A woman who missed her opportunity to travel the world while she was alive was burned, turned to ashes, locked in a glass bottle, and launched into the sea by her daughter so she could finally achieve her dream as a veritable British genie. She didn’t get very far.
Cara Melia’s mother had spent her life looking after her five kids, and then her brother and mum when the kids left. She had never had the chance to pursue her dreams. Wendy Chadwick, the ever-caring woman, died at only 51 years old. She had given all her time to the care of others and had no chance to live her own life.
When she passed, her family didn’t know what to do with her ashes. Initially, they wanted to scatter them on the beach. The kids thought that bringing her to Skegness, the family’s local coastal town, would be nice. They planned to scatter her ashes on the beach.
If anyone scattered my ashes on a UK beach, I would violently haunt them until the end of time. Thankfully, the best friend of Cara had a better idea. They should put the woman’s ashes in a bottle and chuck her in the sea. That way, she can see the world from her bottle-bound, one-woman cruise.
Safely corked and accompanied by a note, the mother was thrown into the Skegness sea to venture across the globe. They should have checked the tides and thrown her a little harder, though.
12-Hour Pleasure Cruise For Bottled Mother
Only 12 hours later, a Facebook post popped up on a local page. Someone had picked the bottle containing the woman’s ashes up from another Skegness beach. They found the note inside reading “This is my mum. Throw her back in, she’s travelling the world,” along with the name of the daughter.
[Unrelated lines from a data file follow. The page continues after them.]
//! Session reducer
//!
//! `Simulation` owns the `GameSession` and is the only thing that mutates it.
//! The other sim modules compute deltas (player step, spawn plans, answer
//! resolutions); this module applies them in a fixed order each tick:
//!
//! 1. apply input commands
//! 2. advance the clock and handle due timers, earliest first
//! 3. if still `Playing`: motion, departures, collision, spawning, milestones

use rand::SeedableRng;
use rand_pcg::Pcg32;

use super::lane::{Lane, LaneLayout};
use super::motion::{CollisionBand, ObstacleField, player_step};
use super::quiz::{Milestones, OpenQuestion, QuestionBank, resolve};
use super::scheduler::{Scheduler, TimerFire, TimerId, TimerKey};
use super::score::RewardRates;
use super::spawner::Spawner;
use super::state::{FinishReason, GameEvent, GamePhase, GameSession, SessionSnapshot};
use crate::error::ConfigError;
use crate::input::Command;
use crate::settings::Settings;

/// Extra distance past the collision band the autopilot looks ahead
const AUTOPILOT_LOOKAHEAD: f32 = 30.0;

/// Input commands for a single tick (deterministic)
#[derive(Debug, Clone, Default)]
pub struct TickInput {
    /// Commands in arrival order
    pub commands: Vec<Command>,
    /// Idle/demo mode - steer around obstacles automatically
    pub autopilot: bool,
}

impl TickInput {
    pub fn with_commands(commands: impl IntoIterator<Item = Command>) -> Self {
        Self {
            commands: commands.into_iter().collect(),
            autopilot: false,
        }
    }
}

/// Deterministic race simulation for one session
#[derive(Debug, Clone)]
pub struct Simulation {
    settings: Settings,
    layout: LaneLayout,
    band: CollisionBand,
    rates: RewardRates,
    bank: QuestionBank,
    session: GameSession,
    field: ObstacleField,
    spawner: Spawner,
    milestones: Milestones,
    scheduler: Scheduler,
    rng: Pcg32,
    started: bool,
    /// Events not yet handed out in a snapshot
    events: Vec<GameEvent>,
}

impl Simulation {
    pub fn new(settings: Settings, bank: QuestionBank, seed: u64) -> Result<Self, ConfigError> {
        settings.validate()?;
        if bank.is_empty() {
            log::warn!("Question bank is empty; milestones will not open questions");
        }

        Ok(Self {
            layout: LaneLayout::new(settings.lane_count, settings.lane_width),
            band: CollisionBand::from_settings(&settings),
            rates: RewardRates::from_settings(&settings),
            session: GameSession::new(&settings, seed),
            field: ObstacleField::new(),
            spawner: Spawner::new(&settings),
            milestones: Milestones::new(settings.milestone_distance),
            scheduler: Scheduler::new(),
            rng: Pcg32::seed_from_u64(seed),
            started: false,
            events: Vec::new(),
            bank,
            settings,
        })
    }

    /// Reset all sub-state and start the clock. Only the first call does anything.
    pub fn start(&mut self) -> bool {
        if self.started {
            log::warn!("Session already started; ignoring start()");
            return false;
        }

        let seed = self.session.seed;
        self.session = GameSession::new(&self.settings, seed);
        self.field = ObstacleField::new();
        self.spawner = Spawner::new(&self.settings);
        self.milestones = Milestones::new(self.settings.milestone_distance);
        self.rng = Pcg32::seed_from_u64(seed);
        self.events.clear();

        self.scheduler = Scheduler::new();
        self.scheduler.start();
        self.scheduler
            .schedule_repeating(TimerKey::Main, self.settings.main_timer_period_ms);
        self.started = true;

        log::info!(
            "Session started (seed {}, {}s, {} lanes)",
            seed,
            self.session.time_remaining,
            self.layout.count
        );
        true
    }

    pub fn is_started(&self) -> bool {
        self.started
    }

    /// Started, not finished, not shut down
    pub fn is_live(&self) -> bool {
        self.started && self.scheduler.is_running()
    }

    pub fn session(&self) -> &GameSession {
        &self.session
    }

    pub fn field(&self) -> &ObstacleField {
        &self.field
    }

    pub fn scheduler(&self) -> &Scheduler {
        &self.scheduler
    }

    pub fn settings(&self) -> &Settings {
        &self.settings
    }

    pub fn layout(&self) -> &LaneLayout {
        &self.layout
    }

    pub fn bank(&self) -> &QuestionBank {
        &self.bank
    }

    /// Apply one logical command. Ignored unless `Playing`.
    pub fn command(&mut self, command: Command) {
        if !self.is_live() || self.session.phase != GamePhase::Playing {
            log::debug!("Ignoring {:?} in {:?}", command, self.session.phase);
            return;
        }

        match command {
            Command::MoveLeft | Command::MoveRight => {
                let lane = self.session.player_lane;
                let target = if command == Command::MoveLeft {
                    self.layout.left_of(lane)
                } else {
                    self.layout.right_of(lane)
                };
                if target != lane {
                    self.session.player_lane = target;
                    self.events.push(GameEvent::LaneChanged { lane: target });
                }
            }
            Command::ActivateBoost => self.activate_boost(),
        }
    }

    /// Advance the game state by one tick of `dt_ms` milliseconds
    pub fn tick(&mut self, input: &TickInput, dt_ms: u32) -> SessionSnapshot {
        if !self.is_live() {
            return self.take_snapshot();
        }

        for &command in &input.commands {
            self.command(command);
        }
        if input.autopilot {
            if let Some(command) = self.autopilot_command() {
                self.command(command);
            }
        }

        let dt_ms = u64::from(dt_ms);
        self.scheduler.advance(dt_ms);
        while let Some(fire) = self.scheduler.pop_due() {
            self.on_timer(fire);
        }

        if self.session.phase == GamePhase::Playing {
            self.step_motion(dt_ms);
        }

        self.take_snapshot()
    }

    /// Answer the open question; `None` is a timeout. Returns whether it was accepted.
    pub fn answer_question(&mut self, selected: Option<usize>) -> bool {
        if !self.is_live() || self.session.phase != GamePhase::QuestionOpen {
            log::debug!("Ignoring answer {:?} in {:?}", selected, self.session.phase);
            return false;
        }
        self.resolve_question(selected);
        true
    }

    /// Cancel every timer and stop the clock. Safe to call repeatedly.
    pub fn shutdown(&mut self) {
        if self.scheduler.pending() > 0 {
            log::debug!("Cancelling {} timer(s)", self.scheduler.pending());
        }
        self.scheduler.stop();
    }

    /// Snapshot including pending events, leaving them pending
    pub fn snapshot(&self) -> SessionSnapshot {
        self.capture(self.events.clone())
    }

    /// Snapshot that hands out (and clears) pending events
    pub fn take_snapshot(&mut self) -> SessionSnapshot {
        let events = std::mem::take(&mut self.events);
        self.capture(events)
    }

    fn capture(&self, events: Vec<GameEvent>) -> SessionSnapshot {
        SessionSnapshot::capture(
            &self.session,
            &self.field,
            &self.bank,
            &self.layout,
            &self.settings,
            events,
        )
    }

    fn on_timer(&mut self, fire: TimerFire) {
        match fire.key {
            TimerKey::Main => {
                if self.session.phase != GamePhase::Playing {
                    return;
                }
                self.session.time_remaining = self.session.time_remaining.saturating_sub(1);
                self.events.push(GameEvent::TimeTick {
                    seconds_left: self.session.time_remaining,
                });
                if self.session.time_remaining == 0 {
                    self.finish(FinishReason::TimeExpired);
                }
            }
            TimerKey::Question => self.on_question_countdown(fire.id),
            TimerKey::Boost => {
                if self.session.boost.expire(fire.id) {
                    log::debug!("Boost ended");
                    self.events.push(GameEvent::BoostEnded);
                }
            }
        }
    }

    fn on_question_countdown(&mut self, timer: TimerId) {
        if self.session.phase != GamePhase::QuestionOpen {
            return;
        }
        let Some(open) = self.session.question.as_mut() else {
            return;
        };
        if open.timer != Some(timer) {
            return;
        }

        open.seconds_left = open.seconds_left.saturating_sub(1);
        let seconds_left = open.seconds_left;
        self.events
            .push(GameEvent::QuestionCountdown { seconds_left });
        if seconds_left == 0 {
            log::debug!("Question timed out");
            self.resolve_question(None);
        }
    }

    fn step_motion(&mut self, dt_ms: u64) {
        self.session.time_ticks += 1;

        let step = player_step(self.session.effective_speed(&self.settings), &self.settings);
        self.session.distance += step.distance;
        self.session.score += step.score;

        self.field.advance(self.settings.obstacle_factor);
        for id in self.field.remove_departed(self.settings.departed_threshold) {
            self.events.push(GameEvent::ObstacleDeparted { id });
        }

        let hit = self
            .field
            .first_collision(self.session.player_lane, self.band)
            .map(|o| (o.id, o.lane, o.progress));
        if let Some((id, lane, progress)) = hit {
            log::debug!(
                "Collision with obstacle {} in lane {} at progress {:.1}",
                id,
                lane.0,
                progress
            );
            self.finish(FinishReason::Collision);
            return;
        }

        if let Some(plan) = self.spawner.poll(
            dt_ms,
            &self.field,
            &self.layout,
            &mut self.rng,
            &self.settings,
        ) {
            let id = self.field.spawn(plan.lane, plan.progress, plan.velocity);
            log::debug!(
                "Spawned obstacle {} in lane {} (velocity {:.2})",
                id,
                plan.lane.0,
                plan.velocity
            );
            self.events.push(GameEvent::ObstacleSpawned {
                id,
                lane: plan.lane,
            });
        }

        if self.milestones.crossed(self.session.distance) {
            self.open_question();
        }
    }

    fn open_question(&mut self) {
        let Some(index) = self.bank.pick(&mut self.rng) else {
            return;
        };

        self.scheduler.suspend(TimerKey::Main);
        self.scheduler.suspend(TimerKey::Boost);
        let timer = self.scheduler.schedule_repeating(
            TimerKey::Question,
            self.settings.question_countdown_period_ms,
        );

        self.session.question = Some(OpenQuestion {
            index,
            seconds_left: self.settings.question_seconds,
            timer: Some(timer),
        });
        self.session.phase = GamePhase::QuestionOpen;
        self.session.questions_asked += 1;
        self.events.push(GameEvent::QuestionOpened { index });
        log::debug!(
            "Question {} opened at distance {:.1}",
            index,
            self.session.distance
        );
    }

    fn resolve_question(&mut self, selected: Option<usize>) {
        let Some(open) = self.session.question.take() else {
            return;
        };
        self.scheduler.cancel(TimerKey::Question);

        let Some(question) = self.bank.get(open.index) else {
            self.resume_play();
            return;
        };
        let resolution = resolve(
            question,
            selected,
            self.session.speed,
            self.session.consecutive_wrong_answers,
            &self.settings,
        );

        self.session.speed = resolution.speed;
        self.session.score += resolution.points;
        self.session.consecutive_wrong_answers = resolution.wrong_streak;
        if resolution.correct {
            self.session.correct_answers += 1;
        }
        self.events.push(GameEvent::QuestionAnswered {
            correct: resolution.correct,
            selected,
            wrong_streak: resolution.wrong_streak,
        });
        log::debug!(
            "Question answered {} (streak {}, speed {:.1})",
            if resolution.correct { "correctly" } else { "wrongly" },
            resolution.wrong_streak,
            resolution.speed
        );

        if resolution.finishes {
            self.finish(FinishReason::ThreeWrongAnswers);
            return;
        }

        self.resume_play();
        if resolution.correct {
            self.activate_boost();
        }
    }

    fn resume_play(&mut self) {
        self.session.phase = GamePhase::Playing;
        self.scheduler.resume(TimerKey::Main);
        self.scheduler.resume(TimerKey::Boost);
    }

    fn activate_boost(&mut self) {
        if !self.session.boost.activate() {
            return;
        }
        let timer = self
            .scheduler
            .schedule_once(TimerKey::Boost, self.settings.boost_duration_ms);
        self.session.boost.arm(timer);
        self.events.push(GameEvent::BoostStarted);
        log::debug!("Boost started");
    }

    fn finish(&mut self, reason: FinishReason) {
        if self.session.phase == GamePhase::Finished {
            return;
        }

        self.scheduler.stop();
        self.session.boost.reset();
        self.session.question = None;
        self.session.phase = GamePhase::Finished;
        self.session.finish_reason = Some(reason);

        let coins = self.rates.coins(self.session.score, self.session.distance);
        self.session.coins = Some(coins);
        self.events.push(GameEvent::Finished {
            reason,
            score: self.session.score,
            coins,
        });
        log::info!(
            "Session finished: {:?} (score {}, distance {:.0}, coins {})",
            reason,
            self.session.score,
            self.session.distance,
            coins
        );
    }

    /// Dodge into a free neighbouring lane when the current one is threatened
    fn autopilot_command(&self) -> Option<Command> {
        if self.session.phase != GamePhase::Playing {
            return None;
        }

        let horizon = self.band.high + AUTOPILOT_LOOKAHEAD;
        let threatened = |lane: Lane| {
            self.field
                .nearest_in_lane(lane, self.band.low)
                .is_some_and(|o| o.progress < horizon)
        };

        let lane = self.session.player_lane;
        if !threatened(lane) {
            return None;
        }
        let left = self.layout.left_of(lane);
        let right = self.layout.right_of(lane);
        if left != lane && !threatened(left) {
            Some(Command::MoveLeft)
        } else if right != lane && !threatened(right) {
            Some(Command::MoveRight)
        } else {
            None
        }
    }
}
The post hoped to find the daughter and let her know their mum was safely on her way, this time with a better launch. “We found this lovely lady earlier today at Butlins, Skegness beach. She’s been thrown back in the sea as requested. Happy travels, Cara’s Mum.”
It managed to get back to Cara, and she was disappointed that her mum’s ashes weren’t in the Bahamas already. “Nobody was meant to find her for a bit,” she told the BBC. “She was meant to be in a completely different country.”
Some people aren’t meant to travel, even when they’re ashes in a bottle.